Quais medidas poderiam melhorar a governança da Petrobras?
Acho que a Petrobras terá que se abrir mais para a competição. Muitas das discussões sobre preço acabam sendo resolvidas por um ambiente de competição. Mas o que vemos é que a competição em refino ainda é muito limitada, apesar dos esforços da Petrobras de tentar desestatizar ativos para as refinarias. Então acho que, no final das contas, a governança está sobrecarregada. O mercado deposita muitas esperanças na governança, que ela não vai conseguir corresponder.
Qual sua avaliação sobre a Lei das Estatais?
A lei representou um avanço extraordinário. Resolveu tudo? Não, mas estamos muito melhor com a lei das estatais do que sem ela. A legislação trouxe regras bem objetivas sobre quem pode e quem não pode ser administrador, que funcionam na prática. Também trouxe outros avanços, como as regras de compliance e de gestão de riscos. A lei tentou também dar um passinho além na transparência, mas eu acho que isso não está funcionando muito bem na prática.
E tem alguma lacuna que a Lei das Estatais deveria ter solucionado e não o fez?
Ela poderia ter avançado na definição de como a administração da companhia interage com o acionista controlador. Porque aqui também se vive em um mundo de fantasia. A legislação diz que o controlador não pode se comunicar com nenhum administrador da companhia para passar as suas orientações. Mas se isso não acontece em uma empresa privada, por que que teria que acontecer em uma empresa estatal?
Querer trabalhar com um cenário que não é realista não me parece a melhor atitude. O mais adequado seria criar canais institucionais de interlocução entre a administração e o controlador, e não simplesmente negar a possibilidade de haver uma interlocução. Melhor regular, dar transparência, formalizar as interlocuções, do que deixar que elas ocorram de uma maneira opaca, informal, não institucional.
Como você avalia as discussões para alterar a Lei das Estatais que têm ocorrido no Congresso Nacional com apoio a ala política do governo? Isso pode representar algum retrocesso?
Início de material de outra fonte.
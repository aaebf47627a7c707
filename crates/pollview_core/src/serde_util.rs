use serde::{Deserialize, Deserializer};

/// The backend serializes boxed Java values, so any numeric or list field may
/// arrive as `null`. Pair with `#[serde(default)]` to also cover absence.
pub(crate) fn null_as_default<'de, D, T>(deserializer: D) -> Result<T, D::Error>
where
    D: Deserializer<'de>,
    T: Default + Deserialize<'de>,
{
    Ok(Option::<T>::deserialize(deserializer)?.unwrap_or_default())
}
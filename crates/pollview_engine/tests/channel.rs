use std::net::SocketAddr;
use std::sync::atomic::{AtomicUsize, Ordering};
use std::sync::Arc;
use std::time::Duration;

use futures_util::{SinkExt, StreamExt};
use pollview_core::{ConnectionState, PollResultSnapshot};
use pollview_engine::{
    ChannelError, ChannelSettings, ChannelSink, Command, Frame, LiveUpdateChannel, StompChannel,
};
use pretty_assertions::assert_eq;
use tokio::net::{TcpListener, TcpStream};
use tokio::runtime::Handle;
use tokio::sync::mpsc::{unbounded_channel, UnboundedReceiver, UnboundedSender};
use tokio::time::timeout;
use tokio_tungstenite::tungstenite::Message;
use tokio_tungstenite::{accept_async, WebSocketStream};
use url::Url;

const WAIT: Duration = Duration::from_secs(5);

#[derive(Debug, Clone, PartialEq)]
enum Seen {
    Status(ConnectionState),
    Snapshot(u64),
    Error(ChannelError),
}

struct RecordingSink(UnboundedSender<Seen>);

impl ChannelSink for RecordingSink {
    fn on_status(&self, status: ConnectionState) {
        let _ = self.0.send(Seen::Status(status));
    }

    fn on_snapshot(&self, snapshot: PollResultSnapshot) {
        let _ = self.0.send(Seen::Snapshot(snapshot.total_responses));
    }

    fn on_error(&self, error: ChannelError) {
        let _ = self.0.send(Seen::Error(error));
    }
}

fn recording_sink() -> (Arc<dyn ChannelSink>, UnboundedReceiver<Seen>) {
    let (tx, rx) = unbounded_channel();
    (Arc::new(RecordingSink(tx)), rx)
}

async fn next_seen(rx: &mut UnboundedReceiver<Seen>) -> Seen {
    timeout(WAIT, rx.recv())
        .await
        .expect("sink event in time")
        .expect("sink still open")
}

#[derive(Clone)]
enum Script {
    Publish(Vec<String>),
    /// CONNECTED with CRLF line endings, then nothing.
    CrlfConnected,
    /// Promise heart-beats every this many ms, then never send any.
    GoQuiet(u64),
    CloseAfterSubscribe,
    RejectConnect,
    Silent,
}

struct Broker {
    addr: SocketAddr,
    frames: UnboundedReceiver<Frame>,
    connections: Arc<AtomicUsize>,
}

impl Broker {
    async fn start(script: Script) -> Self {
        let listener = TcpListener::bind("127.0.0.1:0").await.unwrap();
        let addr = listener.local_addr().unwrap();
        let (frames_tx, frames) = unbounded_channel();
        let connections = Arc::new(AtomicUsize::new(0));
        let counter = connections.clone();
        tokio::spawn(async move {
            while let Ok((stream, _)) = listener.accept().await {
                counter.fetch_add(1, Ordering::SeqCst);
                tokio::spawn(serve(stream, script.clone(), frames_tx.clone()));
            }
        });
        Self {
            addr,
            frames,
            connections,
        }
    }

    fn settings(&self) -> ChannelSettings {
        let base = Url::parse(&format!("http://{}/pollapi", self.addr)).unwrap();
        ChannelSettings::for_api_base(&base)
    }

    async fn next_frame(&mut self) -> Frame {
        timeout(WAIT, self.frames.recv())
            .await
            .expect("broker frame in time")
            .expect("broker still running")
    }
}

async fn read_frame(ws: &mut WebSocketStream<TcpStream>) -> Option<Frame> {
    while let Some(Ok(message)) = ws.next().await {
        if let Message::Text(text) = message {
            if let Ok(Some(frame)) = Frame::parse(text.as_str()) {
                return Some(frame);
            }
        }
    }
    None
}

async fn send(ws: &mut WebSocketStream<TcpStream>, frame: Frame) {
    let _ = ws.send(Message::text(frame.encode())).await;
}

fn connected(heart_beat: &str) -> String {
    Frame::new(Command::Connected)
        .header("version", "1.2")
        .header("heart-beat", heart_beat)
        .encode()
}

/// Answers CONNECT with `connected` and waits for the SUBSCRIBE.
async fn accept_subscription(
    ws: &mut WebSocketStream<TcpStream>,
    connected: String,
    frames: &UnboundedSender<Frame>,
) -> Option<Frame> {
    let _ = ws.send(Message::text(connected)).await;
    let subscribe = read_frame(ws).await?;
    let _ = frames.send(subscribe.clone());
    Some(subscribe)
}

async fn serve(stream: TcpStream, script: Script, frames: UnboundedSender<Frame>) {
    let Ok(mut ws) = accept_async(stream).await else {
        return;
    };
    let Some(connect) = read_frame(&mut ws).await else {
        return;
    };
    let _ = frames.send(connect);

    match script {
        Script::Silent => {}
        Script::RejectConnect => {
            send(
                &mut ws,
                Frame::new(Command::Error).header("message", "access denied"),
            )
            .await;
        }
        Script::CrlfConnected => {
            let raw = "CONNECTED\r\nversion:1.2\r\nheart-beat:0,0\r\n\r\n\0".to_string();
            if accept_subscription(&mut ws, raw, &frames).await.is_none() {
                return;
            }
        }
        Script::GoQuiet(millis) => {
            let promise = format!("{millis},{millis}");
            if accept_subscription(&mut ws, connected(&promise), &frames).await.is_none() {
                return;
            }
        }
        Script::CloseAfterSubscribe => {
            if accept_subscription(&mut ws, connected("0,0"), &frames).await.is_some() {
                let _ = ws.close(None).await;
            }
            return;
        }
        Script::Publish(bodies) => {
            let Some(subscribe) = accept_subscription(&mut ws, connected("0,0"), &frames).await
            else {
                return;
            };
            let destination = subscribe.get("destination").unwrap_or_default().to_string();
            let id = subscribe.get("id").unwrap_or_default().to_string();
            for body in bodies {
                send(
                    &mut ws,
                    Frame::new(Command::Message)
                        .header("destination", destination.clone())
                        .header("subscription", id.clone())
                        .header("content-type", "application/json")
                        .with_body(body),
                )
                .await;
            }
        }
    }

    while let Some(frame) = read_frame(&mut ws).await {
        let _ = frames.send(frame);
    }
}

fn update(code: &str, total: u64) -> String {
    format!(
        r#"{{"type":"POLL_UPDATED","pollCode":"{code}","data":{{"pollId":1,"title":"Lunch","totalResponses":{total},"questionResults":[]}}}}"#
    )
}

#[tokio::test(flavor = "multi_thread")]
async fn subscribes_and_forwards_updates_in_order() {
    let mut broker = Broker::start(Script::Publish(vec![
        update("poll42", 1),
        r#"{"type":"POLL_DELETED","pollCode":"poll42"}"#.to_string(),
        "{not json".to_string(),
        update("pollOTHER", 99),
        update("poll42", 2),
    ]))
    .await;
    let channel = StompChannel::new(broker.settings(), Handle::current());
    let (sink, mut seen) = recording_sink();

    let mut handle = channel.subscribe("poll42", sink);

    let connect = broker.next_frame().await;
    assert_eq!(connect.command, Command::Connect);
    assert_eq!(connect.get("heart-beat"), Some("20000,20000"));
    let subscribe = broker.next_frame().await;
    assert_eq!(subscribe.command, Command::Subscribe);
    assert_eq!(subscribe.get("destination"), Some("/topic/poll/poll42"));

    assert_eq!(next_seen(&mut seen).await, Seen::Status(ConnectionState::Connecting));
    assert_eq!(next_seen(&mut seen).await, Seen::Status(ConnectionState::Connected));
    assert_eq!(next_seen(&mut seen).await, Seen::Snapshot(1));
    assert_eq!(next_seen(&mut seen).await, Seen::Snapshot(2));
    assert!(handle.is_active());

    channel.unsubscribe(&mut handle);
    assert!(!handle.is_active());
    assert_eq!(next_seen(&mut seen).await, Seen::Status(ConnectionState::Disconnected));

    let unsubscribe = broker.next_frame().await;
    assert_eq!(unsubscribe.command, Command::Unsubscribe);
    assert_eq!(unsubscribe.get("id"), subscribe.get("id"));
    assert_eq!(broker.next_frame().await.command, Command::Disconnect);

    // Second teardown is a no-op.
    channel.unsubscribe(&mut handle);
    assert!(timeout(Duration::from_millis(200), seen.recv())
        .await
        .map_or(true, |event| event.is_none()));
}

#[tokio::test(flavor = "multi_thread")]
async fn broker_error_on_connect_is_reported_once() {
    let broker = Broker::start(Script::RejectConnect).await;
    let channel = StompChannel::new(broker.settings(), Handle::current());
    let (sink, mut seen) = recording_sink();

    let _handle = channel.subscribe("poll42", sink);

    assert_eq!(next_seen(&mut seen).await, Seen::Status(ConnectionState::Connecting));
    assert_eq!(
        next_seen(&mut seen).await,
        Seen::Error(ChannelError::Broker("access denied".into()))
    );
    assert_eq!(next_seen(&mut seen).await, Seen::Status(ConnectionState::Disconnected));
}

#[tokio::test(flavor = "multi_thread")]
async fn silent_broker_hits_handshake_timeout_without_retry() {
    let broker = Broker::start(Script::Silent).await;
    let settings = ChannelSettings {
        handshake_timeout: Duration::from_millis(200),
        ..broker.settings()
    };
    let channel = StompChannel::new(settings, Handle::current());
    let (sink, mut seen) = recording_sink();

    let _handle = channel.subscribe("poll42", sink);

    assert_eq!(next_seen(&mut seen).await, Seen::Status(ConnectionState::Connecting));
    assert_eq!(
        next_seen(&mut seen).await,
        Seen::Error(ChannelError::HandshakeTimeout(Duration::from_millis(200)))
    );
    assert_eq!(next_seen(&mut seen).await, Seen::Status(ConnectionState::Disconnected));

    tokio::time::sleep(Duration::from_millis(300)).await;
    assert_eq!(broker.connections.load(Ordering::SeqCst), 1);
}

#[tokio::test(flavor = "multi_thread")]
async fn refused_connection_is_a_connect_error() {
    let listener = TcpListener::bind("127.0.0.1:0").await.unwrap();
    let addr = listener.local_addr().unwrap();
    drop(listener);

    let base = Url::parse(&format!("http://{addr}/pollapi")).unwrap();
    let channel = StompChannel::new(ChannelSettings::for_api_base(&base), Handle::current());
    let (sink, mut seen) = recording_sink();
    let _handle = channel.subscribe("poll42", sink);

    assert_eq!(next_seen(&mut seen).await, Seen::Status(ConnectionState::Connecting));
    assert!(matches!(next_seen(&mut seen).await, Seen::Error(ChannelError::Connect(_))));
    assert_eq!(next_seen(&mut seen).await, Seen::Status(ConnectionState::Disconnected));
}

#[tokio::test(flavor = "multi_thread")]
async fn dropping_the_handle_tears_down() {
    let mut broker = Broker::start(Script::Publish(vec![])).await;
    let channel = StompChannel::new(broker.settings(), Handle::current());
    let (sink, mut seen) = recording_sink();

    let handle = channel.subscribe("poll42", sink);
    assert_eq!(next_seen(&mut seen).await, Seen::Status(ConnectionState::Connecting));
    assert_eq!(next_seen(&mut seen).await, Seen::Status(ConnectionState::Connected));
    broker.next_frame().await;
    broker.next_frame().await;

    drop(handle);
    assert_eq!(next_seen(&mut seen).await, Seen::Status(ConnectionState::Disconnected));
    assert_eq!(broker.next_frame().await.command, Command::Unsubscribe);
}

#[tokio::test(flavor = "multi_thread")]
async fn crlf_connected_frame_completes_the_handshake() {
    let mut broker = Broker::start(Script::CrlfConnected).await;
    let channel = StompChannel::new(broker.settings(), Handle::current());
    let (sink, mut seen) = recording_sink();

    let _handle = channel.subscribe("poll42", sink);

    assert_eq!(next_seen(&mut seen).await, Seen::Status(ConnectionState::Connecting));
    assert_eq!(next_seen(&mut seen).await, Seen::Status(ConnectionState::Connected));
    assert_eq!(broker.next_frame().await.command, Command::Connect);
    assert_eq!(broker.next_frame().await.command, Command::Subscribe);
}

#[tokio::test(flavor = "multi_thread")]
async fn broker_that_stops_beating_is_dropped() {
    let broker = Broker::start(Script::GoQuiet(200)).await;
    let settings = ChannelSettings {
        heartbeat: Duration::from_millis(200),
        ..broker.settings()
    };
    let channel = StompChannel::new(settings, Handle::current());
    let (sink, mut seen) = recording_sink();

    let _handle = channel.subscribe("poll42", sink);

    assert_eq!(next_seen(&mut seen).await, Seen::Status(ConnectionState::Connecting));
    assert_eq!(next_seen(&mut seen).await, Seen::Status(ConnectionState::Connected));
    assert_eq!(
        next_seen(&mut seen).await,
        Seen::Error(ChannelError::Silent(Duration::from_millis(400)))
    );
    assert_eq!(next_seen(&mut seen).await, Seen::Status(ConnectionState::Disconnected));

    tokio::time::sleep(Duration::from_millis(300)).await;
    assert_eq!(broker.connections.load(Ordering::SeqCst), 1);
}

#[tokio::test(flavor = "multi_thread")]
async fn remote_close_after_connect_disconnects_without_retry() {
    let broker = Broker::start(Script::CloseAfterSubscribe).await;
    let channel = StompChannel::new(broker.settings(), Handle::current());
    let (sink, mut seen) = recording_sink();

    let _handle = channel.subscribe("poll42", sink);

    assert_eq!(next_seen(&mut seen).await, Seen::Status(ConnectionState::Connecting));
    assert_eq!(next_seen(&mut seen).await, Seen::Status(ConnectionState::Connected));
    assert_eq!(next_seen(&mut seen).await, Seen::Error(ChannelError::Closed));
    assert_eq!(next_seen(&mut seen).await, Seen::Status(ConnectionState::Disconnected));

    tokio::time::sleep(Duration::from_millis(300)).await;
    assert_eq!(broker.connections.load(Ordering::SeqCst), 1);
}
Como já disse antes, o principal avanço da legislação foram as restrições para as indicações de cargos da administração das estatais, que acabam afastando agentes políticos de altos cargos da administração federal. Isso se revelou muito positivo ao longo do tempo para blindar a estatal de um aparelhamento político-partidário. Qualquer mudança nesse ponto será um retrocesso. Mas acredito que tem uma chance menor de ser aprovada qualquer mudança substancial. E outra questão é que não resolve o problema da precificação dos combustíveis ou de outros serviços. O governo federal está em condições de eleger a maioria dos membros do Conselho de Administração, podendo exercer sua função de acionista controlador. Não é a mudança na Lei das Estatais que vai impedir a mudança na política de preços.